Así comenzó su vida como crucigramista. Tras la muerte de su esposo y con la idea de dedicarse a hacer algo, conoció a Juan Pablo Uribe, entonces director del periódico El Nuevo Siglo. Él le propuso trabajar en el diario, así que le contó que tenían una vacante y necesitaban un crucigramista.
“Le hice unos y se los envié. Le dije que si le gustaban se los seguía haciendo. Él me llamó y me dijo que le habían gustado. Ni él me dijo cuánto, ni yo le dije nada, y llevo más de 18 años haciendo el crucigrama del periódico gratis, haciendo lo que me gusta”, comenta Del Castillo.
Desde ese momento no hay día en que haya dejado de hacer un crucigrama. Comienza su día buscando la página del periódico donde se publicó el pasatiempo del día para revisar que no se haya ido ningún error. Va todos los días a misa y al regresar se sienta en la biblioteca que tiene en la casa que comparte con una de sus hijas, Cuca, para dedicarse a llenar los cuadros blancos de las hojas que fotocopia.

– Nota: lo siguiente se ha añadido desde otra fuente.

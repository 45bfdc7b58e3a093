//! Phone number OTP login from the terminal.
//!
//! Sends an SMS code through Google Identity Toolkit (Firebase Auth) and
//! signs in with it.

mod adapters;
mod config;
mod context;
mod interactive;

use anyhow::{Context, Result};
use clap::{Parser, Subcommand};
use colored::Colorize;
use identity_toolkit::{IdentityToolkitOptions, IdentityToolkitService};
use phone_auth::{
    CountryRule, ErrorRecord, FlowOptions, FlowState, OtpFlowController, PhoneNumberNormalizer,
};
use secrecy::ExposeSecret;
use std::sync::Arc;
use tracing_subscriber::{layer::SubscriberExt, util::SubscriberInitExt};

use crate::adapters::{ConsoleSessionEstablisher, IdentityToolkitAdapter, PromptedHumanVerifier};
use crate::config::{Config, PhoneConfig};
use crate::context::AppContext;

#[derive(Parser)]
#[command(name = "phone-login")]
#[command(about = "Log in with a phone number and a one-time SMS code")]
#[command(version)]
struct Cli {
    #[command(subcommand)]
    command: Option<Commands>,

    /// Calling code without the leading `+` (overrides PHONE_COUNTRY_CODE)
    #[arg(long, global = true)]
    country_code: Option<String>,

    /// Digits in a national number (overrides PHONE_NATIONAL_DIGITS)
    #[arg(long, global = true)]
    national_digits: Option<usize>,

    /// Give up after this many wrong codes (overrides OTP_MAX_VERIFY_ATTEMPTS)
    #[arg(long)]
    max_attempts: Option<u32>,

    /// Identity Toolkit endpoint, e.g. the Auth emulator
    #[arg(long)]
    base_url: Option<String>,

    /// Phone number to submit first instead of prompting
    #[arg(long)]
    phone: Option<String>,

    /// Print the ID token to stdout once signed in
    #[arg(long)]
    print_id_token: bool,

    /// Only print errors
    #[arg(short, long, global = true)]
    quiet: bool,

    /// Print the final result as JSON
    #[arg(long, global = true)]
    json: bool,
}

#[derive(Subcommand)]
enum Commands {
    /// Normalize a phone number without contacting the provider
    Normalize {
        /// Phone number as typed, e.g. "98765 43210"
        input: String,
    },
}

#[tokio::main]
async fn main() -> Result<()> {
    // Logs go to stderr so stdout stays usable for --json and --print-id-token
    tracing_subscriber::registry()
        .with(
            tracing_subscriber::EnvFilter::try_from_default_env()
                .unwrap_or_else(|_| "warn,phone_auth=info,identity_toolkit=info,login_cli=info".into()),
        )
        .with(
            tracing_subscriber::fmt::layer()
                .with_writer(std::io::stderr)
                .with_target(true)
                .with_line_number(true),
        )
        .init();

    let cli = Cli::parse();
    let ctx = app_context(&cli);

    if let Some(Commands::Normalize { input }) = &cli.command {
        let phone = PhoneConfig::from_env().context("Failed to load phone configuration")?;
        return normalize(&cli, phone, input);
    }

    let config = Config::from_env().context("Failed to load configuration")?;
    let rule = country_rule(&cli, &config.phone);

    let mut options = IdentityToolkitOptions::new(config.api_key.expose_secret());
    if let Some(tenant_id) = &config.tenant_id {
        options = options.with_tenant_id(tenant_id);
    }
    if let Some(base_url) = cli.base_url.as_ref().or(config.base_url.as_ref()) {
        options = options.with_base_url(base_url);
    }
    tracing::debug!(base_url = %options.base_url, "Identity Toolkit configured");

    let ctx_handle = Arc::new(ctx);
    let controller = OtpFlowController::builder(
        Arc::new(IdentityToolkitAdapter::new(Arc::new(IdentityToolkitService::new(options)))),
        Arc::new(PromptedHumanVerifier::new(config.recaptcha_token)),
        Arc::new(ConsoleSessionEstablisher::new(ctx_handle, cli.print_id_token)),
    )
    .normalizer(PhoneNumberNormalizer::new(rule))
    .options(FlowOptions {
        max_verify_attempts: cli.max_attempts.or(config.max_verify_attempts),
    })
    .build();

    if !cli.quiet && !cli.json {
        print_banner();
    }

    let snapshot = interactive::run(ctx, &controller, cli.phone.clone()).await?;

    if cli.json {
        println!("{}", serde_json::to_string_pretty(&snapshot)?);
    }

    match snapshot.state {
        FlowState::Authenticated => {
            if !cli.json {
                eprintln!("{}", "👋 Goodbye!".bright_blue());
            }
            Ok(())
        }
        state => Err(anyhow::anyhow!("Login not completed (stopped in {})", state)),
    }
}

/// `--json` output is meant for other programs, so it silences progress too.
fn app_context(cli: &Cli) -> AppContext {
    AppContext::new(cli.quiet || cli.json)
}

fn country_rule(cli: &Cli, phone: &PhoneConfig) -> CountryRule {
    let calling_code = cli.country_code.clone().unwrap_or_else(|| phone.country_code.clone());
    let national_digits = cli.national_digits.unwrap_or(phone.national_digits);
    let name = if calling_code == "91" {
        "Indian".to_string()
    } else {
        format!("+{}", calling_code)
    };
    CountryRule::new(calling_code, national_digits, name)
}

fn normalize(cli: &Cli, phone: PhoneConfig, input: &str) -> Result<()> {
    let normalizer = PhoneNumberNormalizer::new(country_rule(cli, &phone));

    match normalizer.normalize(input) {
        Ok(number) => {
            if cli.json {
                let out = serde_json::json!({ "input": input, "canonical": number.canonical() });
                println!("{}", serde_json::to_string_pretty(&out)?);
            } else {
                println!("{}", number.canonical());
            }
            Ok(())
        }
        Err(err) => {
            let record = ErrorRecord::invalid_format(&err);
            if cli.json {
                let out = serde_json::json!({ "input": input, "error": record });
                println!("{}", serde_json::to_string_pretty(&out)?);
            }
            Err(err.into())
        }
    }
}

fn print_banner() {
    eprintln!("{}", "╔════════════════════════════════════════╗".bright_cyan());
    eprintln!("{}", "║          Phone Number Login            ║".bright_cyan());
    eprintln!("{}", "╚════════════════════════════════════════╝".bright_cyan());
    eprintln!();
}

Entre lápices y borradores comienza con una palabra que le llama la atención, puede ser algo que haya escuchado en la radio, siempre sintoniza en RCN, alguno de los ganadores de las carreras de automovilismo que le gusta oír, un lugar que leyó en alguno de los libros de geografía que le encantan o un personaje que puede salir de historias mitológicas o de algún listado de premiados. “Hay gente que dice que hacer un crucigrama es terrible, pero eso depende. Hay días en que se me ocurren las cosas, pero hay otros en que estoy burra y no hago medio en un día”.
Aunque asegura que no tiene ningún secreto para hacer posible que cada palabra encaje en su lugar, sí cree que parte de las cosas que no le pueden faltar a diario son un tinto y un cigarrillo Pielroja. Aprendió a fumar a los 12 años, con una de sus compañeras del colegio, y no piensa dejar de hacerlo. “Cuando me casé con Eduardo, lo único que me pidió fue que no fumara a escondidas de él. Toda la vida me regaló los cigarrillos. Ninguno de mis hijos aprendió a hacerlo, entonces hoy me regañan, pero es mi vitamina”.
Asegura que no aprendió a hacer nada más en su vida y por eso espera terminar haciendo lo que más le gusta, en medio de los diplomas y libros que se encuentran en su biblioteca, donde sólo se puede encontrar una máquina de escribir, en la que escribe las preguntas de sus crucigramas, a las que siempre les da un toque de opinión, porque esa es una de las labores de un buen crucigramista. Ahora tiene claro que debe estar pendiente de las acciones de Donald Trump, un mandatario que no es de su preferencia.